The absence of continuous feedback of trunk angle (feedback was only provided when subjects left the target) could be suggested as a limitation of this study. However, a pilot study with continuous feedback (unpublished data) resulted in the same findings. It was expected that continuous feedback facilitated a feedback control strategy and therefore the current methods were developed to promote a feedforward control strategy. However, even the current results failed to demonstrate feedforward co-activation of superficial trunk muscles to increase precision of trunk postural control.

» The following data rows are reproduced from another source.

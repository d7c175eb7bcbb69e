use super::*;
use crate::config::Config;
use crate::test_utils::{degraded_fixture, fixture, fixture_with};
use cluster_client::FailureMode;
use k8s_openapi::apimachinery::pkg::api::resource::Quantity;
use vcd_store::ResourceLimit;

fn hard(f: &crate::test_utils::Fixture, key: &str) -> Option<String> {
    f.cluster
        .resource_quota(&f.vdc.namespace, QUOTA_NAME)
        .and_then(|q| q.spec)
        .and_then(|s| s.hard)
        .and_then(|h| h.get(key).cloned())
        .map(|Quantity(q)| q)
}

#[tokio::test]
async fn test_ensure_creates_namespace_and_quota() {
    let f = fixture().await;
    let provisioner = f.orchestrator.provisioner().unwrap();

    let outcome = provisioner.ensure(&f.vdc, &f.org).await.unwrap();
    assert_eq!(outcome, EnsureOutcome::Created);

    let ns = f.cluster.namespace(&f.vdc.namespace).unwrap();
    let labels = ns.metadata.labels.unwrap();
    assert_eq!(labels.get(MANAGED_BY_LABEL).map(String::as_str), Some(MANAGED_BY_VALUE));
    assert_eq!(labels.get(VDC_ID_LABEL), Some(&f.vdc.id.to_string()));

    assert_eq!(hard(&f, "limits.cpu").as_deref(), Some("4"));
    // Read back in canonical form, as the API server returns it
    assert_eq!(hard(&f, "limits.memory").as_deref(), Some("8Gi"));
    assert_eq!(hard(&f, "pods").as_deref(), Some("100"));
    // Allocation pools do not reserve
    assert_eq!(hard(&f, "requests.cpu"), None);
    // Isolation is off by default
    assert!(f.cluster.network_policy(&f.vdc.namespace, NETWORK_POLICY_NAME).is_none());
}

#[tokio::test]
async fn test_ensure_is_idempotent() {
    let f = fixture().await;
    let provisioner = f.orchestrator.provisioner().unwrap();
    provisioner.ensure(&f.vdc, &f.org).await.unwrap();
    let writes = f.cluster.mutation_count();

    let outcome = provisioner.ensure(&f.vdc, &f.org).await.unwrap();
    assert_eq!(outcome, EnsureOutcome::Unchanged);
    assert_eq!(f.cluster.mutation_count(), writes);
}

#[tokio::test]
async fn test_canonical_quota_spelling_is_not_a_diff() {
    let f = fixture().await;
    let provisioner = f.orchestrator.provisioner().unwrap();
    let mut vdc = f.vdc.clone();
    vdc.cpu = ResourceLimit::new(2000, "millicores");
    vdc.memory = ResourceLimit::new(2048, "MB");
    provisioner.ensure(&vdc, &f.org).await.unwrap();
    assert_eq!(hard(&f, "limits.cpu").as_deref(), Some("2"));
    assert_eq!(hard(&f, "limits.memory").as_deref(), Some("2Gi"));
    let writes = f.cluster.mutation_count();

    assert_eq!(provisioner.ensure(&vdc, &f.org).await.unwrap(), EnsureOutcome::Unchanged);
    assert_eq!(f.cluster.mutation_count(), writes);
}

#[tokio::test]
async fn test_ensure_updates_quota_when_allocation_changes() {
    let f = fixture().await;
    let provisioner = f.orchestrator.provisioner().unwrap();
    provisioner.ensure(&f.vdc, &f.org).await.unwrap();

    let mut vdc = f.vdc.clone();
    vdc.cpu = ResourceLimit::new(8, "cores");
    vdc.allocation_model = vcd_store::AllocationModel::ReservationPool;
    let outcome = provisioner.ensure(&vdc, &f.org).await.unwrap();
    assert_eq!(outcome, EnsureOutcome::Updated);
    assert_eq!(hard(&f, "limits.cpu").as_deref(), Some("8"));
    assert_eq!(hard(&f, "requests.cpu").as_deref(), Some("8"));
}

#[tokio::test]
async fn test_quota_failure_removes_created_namespace() {
    let f = fixture().await;
    f.cluster
        .fail_on("create_resource_quota", FailureMode::Api("exceeded".to_string()));

    let err = f
        .orchestrator
        .provisioner()
        .unwrap()
        .ensure(&f.vdc, &f.org)
        .await
        .unwrap_err();
    assert!(matches!(err, OrchestratorError::ClusterOperationFailed(_)));
    assert!(f.cluster.namespace(&f.vdc.namespace).is_none());
}

#[tokio::test]
async fn test_namespace_of_other_vdc_is_never_touched() {
    let f = fixture().await;
    let provisioner = f.orchestrator.provisioner().unwrap();
    provisioner.ensure(&f.vdc, &f.org).await.unwrap();
    let writes = f.cluster.mutation_count();

    // Second VDC pointing at the same namespace
    let intruder = Vdc::new(f.org.id, "intruder", f.vdc.namespace.clone());
    let err = provisioner.ensure(&intruder, &f.org).await.unwrap_err();
    assert!(matches!(err, OrchestratorError::NameConflict(_)));
    assert_eq!(f.cluster.mutation_count(), writes);

    provisioner.teardown(&intruder).await.unwrap();
    assert!(f.cluster.namespace(&f.vdc.namespace).is_some());
}

#[tokio::test]
async fn test_unmanaged_namespace_is_adopted() {
    let f = fixture().await;
    let preexisting = Namespace {
        metadata: ObjectMeta {
            name: Some(f.vdc.namespace.clone()),
            labels: Some(BTreeMap::from([("team".to_string(), "ops".to_string())])),
            ..Default::default()
        },
        ..Default::default()
    };
    f.cluster.create_namespace(&preexisting).await.unwrap();

    let provisioner = f.orchestrator.provisioner().unwrap();
    assert_eq!(provisioner.state(&f.vdc).await.unwrap(), NamespaceState::Unmanaged);
    assert_eq!(provisioner.ensure(&f.vdc, &f.org).await.unwrap(), EnsureOutcome::Adopted);
    assert_eq!(provisioner.state(&f.vdc).await.unwrap(), NamespaceState::Managed);

    let labels = f.cluster.namespace(&f.vdc.namespace).unwrap().metadata.labels.unwrap();
    assert_eq!(labels.get("team").map(String::as_str), Some("ops"));
    assert!(f.cluster.resource_quota(&f.vdc.namespace, QUOTA_NAME).is_some());
}

#[tokio::test]
async fn test_network_isolation_applies_policy_once() {
    let config = Config {
        network_isolation: true,
        ..Config::default()
    };
    let f = fixture_with(config, true).await;
    let provisioner = f.orchestrator.provisioner().unwrap();
    provisioner.ensure(&f.vdc, &f.org).await.unwrap();
    assert!(f.cluster.network_policy(&f.vdc.namespace, NETWORK_POLICY_NAME).is_some());

    let writes = f.cluster.mutation_count();
    assert_eq!(provisioner.ensure(&f.vdc, &f.org).await.unwrap(), EnsureOutcome::Unchanged);
    assert_eq!(f.cluster.mutation_count(), writes);
}

#[tokio::test]
async fn test_teardown_is_idempotent() {
    let f = fixture().await;
    let provisioner = f.orchestrator.provisioner().unwrap();
    provisioner.ensure(&f.vdc, &f.org).await.unwrap();

    provisioner.teardown(&f.vdc).await.unwrap();
    assert!(f.cluster.namespace(&f.vdc.namespace).is_none());
    provisioner.teardown(&f.vdc).await.unwrap();
}

#[tokio::test]
async fn test_ensure_namespace_requires_system_admin() {
    let f = fixture().await;
    let handle = f.handle(Kind::Vdc, f.vdc.id);
    let err = f
        .orchestrator
        .ensure_namespace(f.admin.id, &handle)
        .await
        .unwrap_err();
    assert!(matches!(err, OrchestratorError::AccessDenied(_)));

    let outcome = f.orchestrator.ensure_namespace(f.sysadmin.id, &handle).await.unwrap();
    assert_eq!(outcome, EnsureOutcome::Created);
    f.orchestrator.teardown_namespace(f.sysadmin.id, &handle).await.unwrap();
    assert!(f.cluster.namespace(&f.vdc.namespace).is_none());
}

#[tokio::test]
async fn test_reconcile_namespaces_sweeps_every_vdc() {
    let f = fixture().await;
    assert_eq!(f.orchestrator.reconcile_namespaces().await.unwrap(), 0);
    assert!(f.cluster.namespace(&f.vdc.namespace).is_some());
    assert!(f.cluster.namespace(&f.other_vdc.namespace).is_some());

    f.cluster.fail_on("patch_namespace_metadata", FailureMode::Unavailable);
    f.cluster.fail_on("get_resource_quota", FailureMode::Unavailable);
    assert_eq!(f.orchestrator.reconcile_namespaces().await.unwrap(), 2);
}

#[tokio::test]
async fn test_degraded_mode_cannot_provision() {
    let f = degraded_fixture().await;
    let err = f
        .orchestrator
        .ensure_namespace(f.sysadmin.id, &f.handle(Kind::Vdc, f.vdc.id))
        .await
        .unwrap_err();
    assert!(matches!(err, OrchestratorError::ClusterUnavailable(_)));
}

Another possible limitation is that subjects could achieve the imposed trunk angle in different ways, due to the multiple degrees of freedom in the lumbar spine. Previous studies also found that specific target positions and orientations of trunk markers can be achieved with different levels of lumbar lordosis (Claus et al. 2009; Kingma et al. 2007). Furthermore, only data-series of 30-s static postural tasks were analyzed. Therefore, it cannot be excluded that co-activation strategies would be used in either more restricted or more dynamic postural tasks. In conclusion, the present study provided no evidence for stiffness regulation through co-activation of superficial trunk muscles in precision control of trunk posture. Instead, additional analyses suggest that precision of trunk angle was controlled in a feedback mode.